I suspect the answer is ongoing monitoring, support and mini-Newcastle style interventions if the weight starts to creep up again. I think there was a trial ongoing for this, run by Roy Taylor's team, but can't seem to find it at the moment.


Eddy Edson said:


> The beta cells have been damaged and the underlying genetic factors contributing to the person’s susceptibility to diabetes remain intact.


I thought that Taylor had proved using MRI scans that the pancreas recovers over two years after weight loss. As you say, this seems to be a hangover from the past and Joslin doesn't seem to acknowledge it.


----------



## travellor (Apr 20, 2022)

Windy said:


> I suspect the answer is ongoing monitoring, support and mini-Newcastle style interventions if the weight starts to creep up again. I think there was a trial ongoing for this, run by Roy Taylor's team, but can't seem to find it at the moment.
> 
> I thought that Taylor had proved using MRI scans that the pancreas recovers over two years after weight loss. As you say, this seems to be a hangover from the past and Joslin doesn't seem to acknowledge it.


I find it quite easy to simply do a few diet shakes if my weight does start to creep up.

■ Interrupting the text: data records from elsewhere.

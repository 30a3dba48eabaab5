//! Validation plumbing shared by the configuration structs of every component.

use thiserror::Error;

#[derive(Debug, Clone, PartialEq, Error)]
pub enum ConfigError {
    #[error("invalid `{field}`: {reason}")]
    Invalid { field: &'static str, reason: String },
}

impl ConfigError {
    pub fn invalid(field: &'static str, reason: impl Into<String>) -> Self {
        ConfigError::Invalid {
            field,
            reason: reason.into(),
        }
    }
}

/// Window lengths must be at least one bar.
pub fn check_window(field: &'static str, n: usize) -> Result<(), ConfigError> {
    if n == 0 {
        return Err(ConfigError::invalid(field, "must be >= 1"));
    }
    Ok(())
}

/// Finite and strictly positive.
pub fn check_positive(field: &'static str, value: f64) -> Result<(), ConfigError> {
    if !value.is_finite() || value <= 0.0 {
        return Err(ConfigError::invalid(field, format!("must be > 0, got {value}")));
    }
    Ok(())
}

/// Finite and >= 0.
pub fn check_non_negative(field: &'static str, value: f64) -> Result<(), ConfigError> {
    if !value.is_finite() || value < 0.0 {
        return Err(ConfigError::invalid(field, format!("must be >= 0, got {value}")));
    }
    Ok(())
}

/// Strictly inside the open unit interval.
pub fn check_unit_open(field: &'static str, value: f64) -> Result<(), ConfigError> {
    if !(value > 0.0 && value < 1.0) {
        return Err(ConfigError::invalid(
            field,
            format!("must be in (0, 1), got {value}"),
        ));
    }
    Ok(())
}

/// Finite and strictly negative (drawdown and loss thresholds).
pub fn check_negative(field: &'static str, value: f64) -> Result<(), ConfigError> {
    if !value.is_finite() || value >= 0.0 {
        return Err(ConfigError::invalid(field, format!("must be < 0, got {value}")));
    }
    Ok(())
}
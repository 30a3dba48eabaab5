//! CrossSectionalUniverse: row-wise transforms over a bar-aligned asset matrix.
//!
//! A matrix is `Vec<Vec<f64>>` with one row per bar and one column per asset.
//! Every transform works on each row independently and preserves the shape.

use thiserror::Error;

use crate::domain::series::{mean, population_std};
use crate::domain::{Bar, BarSeries, EPSILON};

#[derive(Debug, Clone, PartialEq, Eq, Error)]
pub enum UniverseError {
    #[error("row {row} has {found} columns, expected {expected}")]
    Ragged {
        row: usize,
        expected: usize,
        found: usize,
    },
    #[error("top/bottom {n} overlap in a row of {columns} assets")]
    TopNTooLarge { n: usize, columns: usize },
    #[error("no assets supplied")]
    NoAssets,
    #[error("asset {asset} has {found} bars, expected {expected}")]
    UnalignedAsset {
        asset: usize,
        expected: usize,
        found: usize,
    },
    #[error("matrix shapes differ: {left_rows}x{left_cols} vs {right_rows}x{right_cols}")]
    ShapeMismatch {
        left_rows: usize,
        left_cols: usize,
        right_rows: usize,
        right_cols: usize,
    },
}

/// Number of columns, or an error if rows disagree.
pub fn check_rectangular(matrix: &[Vec<f64>]) -> Result<usize, UniverseError> {
    let expected = matrix.first().map_or(0, Vec::len);
    for (row, values) in matrix.iter().enumerate() {
        if values.len() != expected {
            return Err(UniverseError::Ragged {
                row,
                expected,
                found: values.len(),
            });
        }
    }
    Ok(expected)
}

fn map_rows(
    matrix: &[Vec<f64>],
    f: impl Fn(&[f64]) -> Vec<f64>,
) -> Result<Vec<Vec<f64>>, UniverseError> {
    check_rectangular(matrix)?;
    Ok(matrix.iter().map(|row| f(row)).collect())
}

/// Stable ascending argsort: ties keep column order.
fn argsort(row: &[f64]) -> Vec<usize> {
    let mut order: Vec<usize> = (0..row.len()).collect();
    order.sort_by(|&a, &b| row[a].total_cmp(&row[b]));
    order
}

/// 0-indexed ascending rank within each row (double argsort).
pub fn cross_rank(matrix: &[Vec<f64>]) -> Result<Vec<Vec<f64>>, UniverseError> {
    map_rows(matrix, |row| {
        let mut ranks = vec![0.0; row.len()];
        for (rank, col) in argsort(row).into_iter().enumerate() {
            ranks[col] = rank as f64;
        }
        ranks
    })
}

/// `(x - row_mean) / (row_std + eps)`, population std.
pub fn cross_zscore(matrix: &[Vec<f64>]) -> Result<Vec<Vec<f64>>, UniverseError> {
    map_rows(matrix, |row| {
        let m = mean(row);
        let s = population_std(row) + EPSILON;
        row.iter().map(|x| (x - m) / s).collect()
    })
}

/// Signed value over the row's absolute sum, floored at eps.
pub fn cross_weight(matrix: &[Vec<f64>]) -> Result<Vec<Vec<f64>>, UniverseError> {
    map_rows(matrix, |row| {
        let gross = row.iter().map(|x| x.abs()).sum::<f64>().max(EPSILON);
        row.iter().map(|x| x / gross).collect()
    })
}

/// +1/n on the n highest scores, -1/n on the n lowest, 0 elsewhere.
pub fn top_n(matrix: &[Vec<f64>], n: usize) -> Result<Vec<Vec<f64>>, UniverseError> {
    let columns = check_rectangular(matrix)?;
    if !matrix.is_empty() && 2 * n > columns {
        return Err(UniverseError::TopNTooLarge { n, columns });
    }
    let w = 1.0 / n.max(1) as f64;
    Ok(matrix
        .iter()
        .map(|row| {
            let order = argsort(row);
            let mut weights = vec![0.0; row.len()];
            for &col in &order[..n] {
                weights[col] = -w;
            }
            for &col in &order[row.len() - n..] {
                weights[col] = w;
            }
            weights
        })
        .collect())
}

/// Clip negatives to 0 and renormalize each row to sum to 1. Rows with no
/// positive entry become all zeros.
pub fn long_only(matrix: &[Vec<f64>]) -> Result<Vec<Vec<f64>>, UniverseError> {
    map_rows(matrix, |row| {
        let clipped: Vec<f64> = row.iter().map(|x| x.max(0.0)).collect();
        let total: f64 = clipped.iter().sum();
        if total <= 0.0 {
            vec![0.0; row.len()]
        } else {
            clipped.iter().map(|x| x / total).collect()
        }
    })
}

/// Truncate every asset to the shortest history, aligned from the start.
pub fn align_dates(assets: &[BarSeries]) -> Result<Vec<BarSeries>, UniverseError> {
    let len = assets
        .iter()
        .map(BarSeries::len)
        .min()
        .ok_or(UniverseError::NoAssets)?;
    Ok(assets.iter().map(|s| s.truncate_to(len)).collect())
}

/// Bar-by-asset matrix of one field. Assets must already be aligned.
pub fn field_matrix(
    assets: &[BarSeries],
    field: impl Fn(&Bar) -> f64,
) -> Result<Vec<Vec<f64>>, UniverseError> {
    let first = assets.first().ok_or(UniverseError::NoAssets)?;
    let expected = first.len();
    for (asset, series) in assets.iter().enumerate() {
        if series.len() != expected {
            return Err(UniverseError::UnalignedAsset {
                asset,
                expected,
                found: series.len(),
            });
        }
    }
    Ok((0..expected)
        .map(|i| assets.iter().map(|s| field(&s.bars()[i])).collect())
        .collect())
}

/// Row-wise dot product of a weight matrix with a same-shaped return matrix.
pub fn portfolio_returns(
    weights: &[Vec<f64>],
    returns: &[Vec<f64>],
) -> Result<Vec<f64>, UniverseError> {
    let wc = check_rectangular(weights)?;
    let rc = check_rectangular(returns)?;
    if weights.len() != returns.len() || wc != rc {
        return Err(UniverseError::ShapeMismatch {
            left_rows: weights.len(),
            left_cols: wc,
            right_rows: returns.len(),
            right_cols: rc,
        });
    }
    Ok(weights
        .iter()
        .zip(returns)
        .map(|(w, r)| w.iter().zip(r).map(|(a, b)| a * b).sum())
        .collect())
}
//! Domain types: bars, bar series, and the series helpers every component shares.

pub mod bar;
pub mod series;

pub use bar::{Bar, BarError, BarSeries};
pub use series::{SeriesError, EPSILON, TRADING_DAYS};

Being obese sort of happened slowly, I didn't really notice until one day, it was there, now I'm much more observant.
And being thin makes my lifestyle better, so I'm staying with it.


----------



## Burylancs (Apr 20, 2022)

Eddy Edson said:


> Just because it's kind of interesting, philosophically ... This is from Joslin's "can it be reversed" page:
> 
> 
> 
> ...


Quote - _”over time the disease process reasserts itself and continued destruction of the beta cells ensues."  _That just seems to be a rhetorical survival from when it was thought that T2D was indeed necessarily progressive.'

Or it could just be the TRUTH Eddy based on 4000 years knowledge and experience of what is currently called Type 2 Diabetes.


----------



## travellor (Apr 20, 2022)

Burylancs said:


> Quote - _”over time the disease process reasserts itself and continued destruction of the beta cells ensues."  _That just seems to be a rhetorical survival from when it was thought that T2D was indeed necessarily progressive.'
> 
> Or it could just the TRUTH Eddy based on 4000 years knowledge and experience of what is currently called Type 2 Diabetes.



From the bronze age?
They had medicine that advanced?


----------



## Burylancs (Apr 20, 2022)

travellor said:


> From the bronze age?
> They had medicine that advanced?


The Ancient Egyptians first diagnosed Diabetes. Perhaps no coincidence that they were a cereal-based culture. The Ancient Greeks gave its current name Diabetes Mellitus ( 'sweet piss') because they sipped the urine to test for it.


----------



## travellor (Apr 20, 2022)

Burylancs said:


> The Ancient Egyptians first diagnosed Diabetes. Perhaps no coincidence that they were a cereal-based culture. The Ancient Greeks gave its current name Diabetes Mellitus ( 'sweet piss') because they sipped the urine to test for it.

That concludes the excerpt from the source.